What is expected:
For each line below, print it again exactly as shown.
[Provided material — start]
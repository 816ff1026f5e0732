//! The Stage 1 archive: every variable and the daily fire layers on one grid.
//!
//! Layout of one version under the archive root:
//!
//! ```text
//! <root>/LATEST
//! <root>/<YYYYMMDDTHHMMSSZ>/manifest.json
//! <root>/<YYYYMMDDTHHMMSSZ>/fires.json
//! <root>/<YYYYMMDDTHHMMSSZ>/layers/<variable>/<YYYY-MM-DD|interp-YYYY-MM-DD|static>.json.gz
//! <root>/<YYYYMMDDTHHMMSSZ>/fire/<YYYY-MM-DD>.json
//! ```

use std::collections::{BTreeMap, HashMap, HashSet};
use std::fs;
use std::sync::{Arc, Mutex, MutexGuard};

use camino::{Utf8Path, Utf8PathBuf};
use chrono::{DateTime, NaiveDate, Utc};
use rayon::prelude::*;
use serde::{Deserialize, Serialize};
use tracing::{debug, info};

use crate::domain::{DateRange, SourceKind, VariableName};
use crate::error::FiregridError;
use crate::fire::{DailyFireLayer, FireRasterization, FireRecord};
use crate::fs_util::{
    atomic_rename_dir, ensure_dir, read_json, read_json_gz, write_bytes_atomic, write_json_atomic,
    write_json_gz,
};
use crate::grid::GridSpec;
use crate::raster::{CellValue, RasterLayer};
use crate::temporal::{AlignedSeries, Coverage};

pub const SCHEMA_VERSION: u32 = 1;
pub const MANIFEST_FILE: &str = "manifest.json";
pub const FIRES_FILE: &str = "fires.json";
pub const LATEST_FILE: &str = "LATEST";
const STATIC_KEY: &str = "static";
const INTERPOLATED_PREFIX: &str = "interp-";

#[derive(Debug, Clone, Copy, PartialEq, Eq, Serialize, Deserialize)]
#[serde(rename_all = "lowercase")]
pub enum ValueKind {
    Stats,
    Scalar,
}

#[derive(Debug, Clone, PartialEq, Serialize, Deserialize)]
pub struct DateEntry {
    pub coverage: Coverage,
    /// File key of the layer serving this date; `None` for a gap.
    #[serde(default, skip_serializing_if = "Option::is_none")]
    pub layer: Option<String>,
}

#[derive(Debug, Clone, PartialEq, Serialize, Deserialize)]
pub struct VariableEntry {
    pub source: String,
    pub kind: SourceKind,
    pub value_kind: ValueKind,
    pub is_static: bool,
    pub dates: BTreeMap<NaiveDate, DateEntry>,
}

#[derive(Debug, Clone, PartialEq, Serialize, Deserialize)]
pub struct FireEntry {
    pub source: String,
    pub fires: usize,
    pub days: usize,
    pub skipped: Vec<String>,
}

#[derive(Debug, Clone, PartialEq, Serialize, Deserialize)]
pub struct SourceFailure {
    pub source: String,
    #[serde(default, skip_serializing_if = "Option::is_none")]
    pub date: Option<NaiveDate>,
    pub error: String,
}

#[derive(Debug, Clone, PartialEq, Serialize, Deserialize)]
pub struct SourceReport {
    pub source: String,
    pub kind: SourceKind,
    pub variables: Vec<VariableName>,
    #[serde(default, skip_serializing_if = "Option::is_none")]
    pub expected_completeness: Option<f64>,
    pub observed_completeness: f64,
}

#[derive(Debug, Clone, PartialEq, Serialize, Deserialize)]
pub struct Manifest {
    pub schema_version: u32,
    pub version: String,
    pub created_at: DateTime<Utc>,
    pub grid: GridSpec,
    pub range: DateRange,
    pub variables: BTreeMap<VariableName, VariableEntry>,
    #[serde(default)]
    pub fire: Option<FireEntry>,
    #[serde(default)]
    pub sources: Vec<SourceReport>,
    #[serde(default)]
    pub failures: Vec<SourceFailure>,
}

impl Manifest {
    /// (variable, date) pairs with no data.
    pub fn gaps(&self) -> Vec<(VariableName, NaiveDate)> {
        self.variables
            .iter()
            .flat_map(|(name, entry)| {
                entry
                    .dates
                    .iter()
                    .filter(|(_, e)| e.coverage == Coverage::Missing)
                    .map(move |(date, _)| (name.clone(), *date))
            })
            .collect()
    }
}

#[derive(Debug, Serialize, Deserialize)]
struct LayerFile {
    variable: VariableName,
    date: Option<NaiveDate>,
    cells: Vec<Option<CellValue>>,
}

#[derive(Debug, Serialize, Deserialize)]
struct FireFile {
    date: NaiveDate,
    cells: BTreeMap<usize, String>,
}

/// A committed, read-only archive.
#[derive(Debug, Clone)]
pub struct UnifiedStore {
    grid: Arc<GridSpec>,
    manifest: Manifest,
    variables: BTreeMap<VariableName, AlignedSeries>,
    fire_layers: Vec<DailyFireLayer>,
    fires: Vec<FireRecord>,
}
[Provided material — finish]
Answer to this exercise:
repository 816ff1026f5e0732
//! The Stage 1 archive: every variable and the daily fire layers on one grid.
//!
//! Layout of one version under the archive root:
//!
//! ```text
//! <root>/LATEST
//! <root>/<YYYYMMDDTHHMMSSZ>/manifest.json
//! <root>/<YYYYMMDDTHHMMSSZ>/fires.json
//! <root>/<YYYYMMDDTHHMMSSZ>/layers/<variable>/<YYYY-MM-DD|interp-YYYY-MM-DD|static>.json.gz
//! <root>/<YYYYMMDDTHHMMSSZ>/fire/<YYYY-MM-DD>.json
//! ```

use std::collections::{BTreeMap, HashMap, HashSet};
use std::fs;
use std::sync::{Arc, Mutex, MutexGuard};

use camino::{Utf8Path, Utf8PathBuf};
use chrono::{DateTime, NaiveDate, Utc};
use rayon::prelude::*;
use serde::{Deserialize, Serialize};
use tracing::{debug, info};

use crate::domain::{DateRange, SourceKind, VariableName};
use crate::error::FiregridError;
use crate::fire::{DailyFireLayer, FireRasterization, FireRecord};
use crate::fs_util::{
    atomic_rename_dir, ensure_dir, read_json, read_json_gz, write_bytes_atomic, write_json_atomic,
    write_json_gz,
};
use crate::grid::GridSpec;
use crate::raster::{CellValue, RasterLayer};
use crate::temporal::{AlignedSeries, Coverage};

pub const SCHEMA_VERSION: u32 = 1;
pub const MANIFEST_FILE: &str = "manifest.json";
pub const FIRES_FILE: &str = "fires.json";
pub const LATEST_FILE: &str = "LATEST";
const STATIC_KEY: &str = "static";
const INTERPOLATED_PREFIX: &str = "interp-";

#[derive(Debug, Clone, Copy, PartialEq, Eq, Serialize, Deserialize)]
#[serde(rename_all = "lowercase")]
pub enum ValueKind {
    Stats,
    Scalar,
}

#[derive(Debug, Clone, PartialEq, Serialize, Deserialize)]
pub struct DateEntry {
    pub coverage: Coverage,
    /// File key of the layer serving this date; `None` for a gap.
    #[serde(default, skip_serializing_if = "Option::is_none")]
    pub layer: Option<String>,
}

#[derive(Debug, Clone, PartialEq, Serialize, Deserialize)]
pub struct VariableEntry {
    pub source: String,
    pub kind: SourceKind,
    pub value_kind: ValueKind,
    pub is_static: bool,
    pub dates: BTreeMap<NaiveDate, DateEntry>,
}

#[derive(Debug, Clone, PartialEq, Serialize, Deserialize)]
pub struct FireEntry {
    pub source: String,
    pub fires: usize,
    pub days: usize,
    pub skipped: Vec<String>,
}

#[derive(Debug, Clone, PartialEq, Serialize, Deserialize)]
pub struct SourceFailure {
    pub source: String,
    #[serde(default, skip_serializing_if = "Option::is_none")]
    pub date: Option<NaiveDate>,
    pub error: String,
}

#[derive(Debug, Clone, PartialEq, Serialize, Deserialize)]
pub struct SourceReport {
    pub source: String,
    pub kind: SourceKind,
    pub variables: Vec<VariableName>,
    #[serde(default, skip_serializing_if = "Option::is_none")]
    pub expected_completeness: Option<f64>,
    pub observed_completeness: f64,
}

#[derive(Debug, Clone, PartialEq, Serialize, Deserialize)]
pub struct Manifest {
    pub schema_version: u32,
    pub version: String,
    pub created_at: DateTime<Utc>,
    pub grid: GridSpec,
    pub range: DateRange,
    pub variables: BTreeMap<VariableName, VariableEntry>,
    #[serde(default)]
    pub fire: Option<FireEntry>,
    #[serde(default)]
    pub sources: Vec<SourceReport>,
    #[serde(default)]
    pub failures: Vec<SourceFailure>,
}

impl Manifest {
    /// (variable, date) pairs with no data.
    pub fn gaps(&self) -> Vec<(VariableName, NaiveDate)> {
        self.variables
            .iter()
            .flat_map(|(name, entry)| {
                entry
                    .dates
                    .iter()
                    .filter(|(_, e)| e.coverage == Coverage::Missing)
                    .map(move |(date, _)| (name.clone(), *date))
            })
            .collect()
    }
}

#[derive(Debug, Serialize, Deserialize)]
struct LayerFile {
    variable: VariableName,
    date: Option<NaiveDate>,
    cells: Vec<Option<CellValue>>,
}

#[derive(Debug, Serialize, Deserialize)]
struct FireFile {
    date: NaiveDate,
    cells: BTreeMap<usize, String>,
}

/// A committed, read-only archive.
#[derive(Debug, Clone)]
pub struct UnifiedStore {
    grid: Arc<GridSpec>,
    manifest: Manifest,
    variables: BTreeMap<VariableName, AlignedSeries>,
    fire_layers: Vec<DailyFireLayer>,
    fires: Vec<FireRecord>,
}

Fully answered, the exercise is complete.